# currently, there is a dirt floor



## imported_dakuda (Apr 15, 2009)

I am considering purchasing a home with a 32x40 pole barn in the back yard.  This would be the home to my many projects.  However, it currently has a dirt floor that has been covered with rotted plywood.  Apparently it has been 5+ years since anyone has really used this building.

What would be involved in getting some concrete placed inside this structure?


----------



## Waterwelldude (Apr 23, 2009)

It's not to hard. Just rip out all the old floor, level the new dirt floor with sand put up form boards(4" or 6")and dig some beams where the most weight will be and around the walls. Depending on what will be in the shop will determine the size of the beams. Lay 3/8" or 1/2" re-bar on a 1' grid and you should be ok. You may have to remove some sections of wall to get access to the back or side of the floor.
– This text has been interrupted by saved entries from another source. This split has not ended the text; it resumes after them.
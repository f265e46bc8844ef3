//! Command line arguments.

use std::net::IpAddr;

use clap::Parser;

use crate::config::schema::{
    DEFAULT_CONNECT_TIMEOUT_SECS, DEFAULT_HTTPS_PORT, DEFAULT_HTTP_PORT,
    DEFAULT_MAX_RESPONSE_BYTES, DEFAULT_SHUTDOWN_GRACE_SECS, DEFAULT_UPSTREAM_TIMEOUT_SECS,
};

#[derive(Parser, Debug, Clone)]
#[command(name = "imgproxy")]
#[command(version, about = "Relay HTTP(S) requests to a base64url-encoded target URL", long_about = None)]
pub struct Args {
    /// Print the URL-safe base64 encoding of STRING and exit
    #[arg(short = 'u', value_name = "STRING")]
    pub encode: Option<String>,

    /// Port for the TLS listener
    #[arg(long, default_value_t = DEFAULT_HTTPS_PORT)]
    pub https_port: u16,

    /// Port for the plaintext listener
    #[arg(long, default_value_t = DEFAULT_HTTP_PORT)]
    pub http_port: u16,

    /// Address both listeners bind to
    #[arg(long, default_value = "0.0.0.0")]
    pub bind_address: IpAddr,

    /// Total deadline for one upstream fetch, body included
    #[arg(long, default_value_t = DEFAULT_UPSTREAM_TIMEOUT_SECS)]
    pub upstream_timeout_secs: u64,

    /// Deadline for establishing the upstream connection
    #[arg(long, default_value_t = DEFAULT_CONNECT_TIMEOUT_SECS)]
    pub connect_timeout_secs: u64,

    /// Largest upstream response body that will be relayed
    #[arg(long, default_value_t = DEFAULT_MAX_RESPONSE_BYTES)]
    pub max_response_bytes: u64,

    /// Time in-flight relays get to finish after a shutdown signal
    #[arg(long, default_value_t = DEFAULT_SHUTDOWN_GRACE_SECS)]
    pub shutdown_grace_secs: u64,
}
//! Lifecycle management subsystem.
//!
//! # Data Flow
//! ```text
//! Startup (startup.rs):
//!     Generate TLS identity → Bind both listeners → Build server → Serve
//!
//! Shutdown (shutdown.rs):
//!     Signal received → Stop accepting → Drain connections → Exit
//!
//! Signals (signals.rs):
//!     SIGTERM/SIGINT → Trigger graceful shutdown
//! ```
//!
//! # Design Decisions
//! - Fail fast: any startup error is fatal, nothing is retried
//! - Listeners start last (traffic only when ready)
//! - Shutdown has timeout: in-flight relays are cut after the grace period

pub mod shutdown;
pub mod signals;
pub mod startup;

pub use shutdown::Shutdown;
pub use startup::{start, StartupError};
If you plan on doing it your self. Have a bar-b-que, invite a few friends, but don't tell them about the cement at first...lol

Travis


----------



## tectonicfloors (Nov 22, 2011)

I once added new concrete over old in a carport that had poor drainage. Added an apron out front to ease entry into the carport. Since the apron was not over old concrete, I used the reinforcing wire mesh in that area. The area with mesh was perfect; the area over the old concrete was cracked rather badly. The mesh helps control cracking. If you add more to your existing concrete, use both bonding agent and mesh.


----------